Channel Islands Financial Ombudsman

Agency overview
- Formed: 2015; 11 years ago
- Type: Statutory ombudsman scheme
- Jurisdiction: Jersey and Bailiwick of Guernsey
- Headquarters: St Helier, Jersey 49°10′57″N 2°06′11″W﻿ / ﻿49.182569°N 2.1030367°W
- Employees: 19 (2024)
- Annual budget: £1,556,113
- Agency executive: Douglas Melville, Principal ombudsman and Chief Executive;
- Key document: Financial Services Ombudsman (Jersey) Law 2014, Financial Services Ombudsman (Bailiwick of Guernsey) Law 2014;

= Channel Islands Financial Ombudsman =

Statutory ombudsman scheme in the Channel Islands

The Channel Islands Financial Ombudsman (CIFO) is a statutory ombudsman scheme with jurisdiction in both Jersey and the Bailiwick of Guernsey. The service investigates complaints regarding financial services provided in or from the Channel Islands. The organisation received its full statutory powers in 2015. CIFO is one of a handful of pan-island institutions, other examples being the Office of the Director of Civil Aviation and the Channel Islands Brussels Office. The organisation is led by a principal ombudsman and chief executive, a post currently held by Douglas Melville. Melville had previously served as the chief executive of the Ombudsman for Banking Services and Investments in Canada. If accepted by the complainant, CIFO decisions are legally binding on both parties and there is no possibility of appeal. However, ombudsman decisions may be subject to judicial review in the Royal Court of either jurisdiction. In Jersey, CIFO reports to the Minister for Sustainable Economic Development. In Guernsey, CIFO reports to the President of the Committee for Economic Development of the States of Guernsey.

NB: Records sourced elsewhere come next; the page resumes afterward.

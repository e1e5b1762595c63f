use clap::Parser;
use flow_variableizer::cli::{self, Cli};
use flow_variableizer::error::FlowError;
use tracing::{debug, error, trace};
use tracing_subscriber::EnvFilter;

#[tokio::main]
async fn main() {
    let cli = Cli::parse();

    let filter = EnvFilter::try_from_default_env()
        .unwrap_or_else(|_| EnvFilter::new(cli::get_log_level(cli.verbose)));

    tracing_subscriber::fmt()
        .with_env_filter(filter)
        .with_writer(std::io::stderr)
        .with_target(cli.verbose >= 2) // Show target module for -vv and above
        .with_thread_ids(cli.verbose >= 3) // Show thread IDs for -vvv
        .with_line_number(cli.verbose >= 3) // Show line numbers for -vvv
        .init();

    debug!("flow-variableizer started with verbosity level: {}", cli.verbose);
    trace!("Full CLI args: {:?}", std::env::args().collect::<Vec<_>>());

    if let Err(e) = cli::execute(cli).await {
        error!("Fatal error: {:#}", e);
        let exit_code = match e.downcast_ref::<FlowError>() {
            Some(flow_error) => {
                eprintln!("Error: {}", flow_error.user_message());
                flow_error.exit_code()
            }
            None => {
                eprintln!("Error: {e}");
                1
            }
        };
        std::process::exit(exit_code);
    }
}
//! # Flow Variableizer
//!
//! Turns exported contact flows into templates: literal values named by a
//! set of block definitions are replaced with `${block_variable_identifier}`
//! placeholders, in the action parameters and in the matching designer
//! metadata alike.
//!
//! ## Usage
//!
//! ```bash
//! flow-variableizer [-v] [--rules defs.jsonc] [-o out] <FILE | DIR | --all | --single>
//! ```
//!
//! ## Modules
//!
//! - `path` - Path expressions: parsing, lookup with wildcard fan-out, writes
//! - `config` - Block definitions, the reverse map built from them, run settings
//! - `variableize` - Placeholder naming and the flow transformer
//! - `batch` - Processing many flow files into an output directory
//! - `cli` - Command-line arguments and execution
//! - `error` - Error types and codes
pub mod batch;
pub mod cli;
pub mod config;
pub mod error;
pub mod path;
pub mod variableize;

#[cfg(test)]
mod property_tests;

The organisation is headquartered in Jersey.

==Complaints==

Complainants do not need to live in or be based in the Channel Islands to be eligible to make a complaint. Complainants are required to give the financial services provider a reasonable opportunity to investigate and respond before bringing a complaint to CIFO. However, under their statutory remit, CIFO can use discretion to waive this requirement under exceptional circumstances.

==Reports==

In a report published in November 2025, CIFO found that fraud was the most frequent complaint among those brought to CIFO, representing 28 of the 115 complaints submitted in the last quarter. Most complaints related to issues with current accounts, followed by health insurance and home emergency insurance. In the most recent quarter, the service had either mediated or determined 110 complaints, of which 60 had been found in favour of the complainant.

CIFO publishes anonymised reports about complaints and their resolution as case studies.

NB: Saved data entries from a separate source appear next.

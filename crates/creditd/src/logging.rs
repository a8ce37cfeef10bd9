use anyhow::{Result, anyhow};
use tracing_subscriber::layer::SubscriberExt;
use tracing_subscriber::util::SubscriberInitExt;
use tracing_subscriber::{EnvFilter, fmt};

use crate::cli::LogFormat;

const DEFAULT_FILTER: &str = "info";

/// Installs the global subscriber. Events go to stderr so stdout carries
/// only command output.
pub fn init_logging(format: LogFormat) -> Result<()> {
    let filter =
        EnvFilter::try_from_default_env().unwrap_or_else(|_| EnvFilter::new(DEFAULT_FILTER));
    let registry = tracing_subscriber::registry().with(filter);

    let installed = match format {
        LogFormat::Human => registry
            .with(fmt::layer().with_writer(std::io::stderr))
            .try_init(),
        LogFormat::Json => registry
            .with(fmt::layer().json().with_writer(std::io::stderr))
            .try_init(),
    };
    installed.map_err(|err| anyhow!("failed to initialize {} logging: {err}", format.as_str()))
}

In 2024, the service awarded compensation to complainants in excess of , with the average amount awarded being approximately .

==Controversies==

In October 2025, CIFO was subject to a formal reprimand issued by the Jersey Office of the Data Commissioner. This followed a complaint by an individual who had submitted a Subject Access Request in 2024 and received a response from CIFO that "lacked clarity" and "raised questions regarding transparency and accuracy". The reprimand led CIFO to appoint a new data protection officer, to train all staff and to put enhanced policies in place. This is the second data protection reprimand issued against CIFO, following a 2020 reprimand by the Guernsey Office of the Data Protection Authority in which the data protection authority admonished CIFO for sending an email containing personal data, including special category data, to the wrong email address.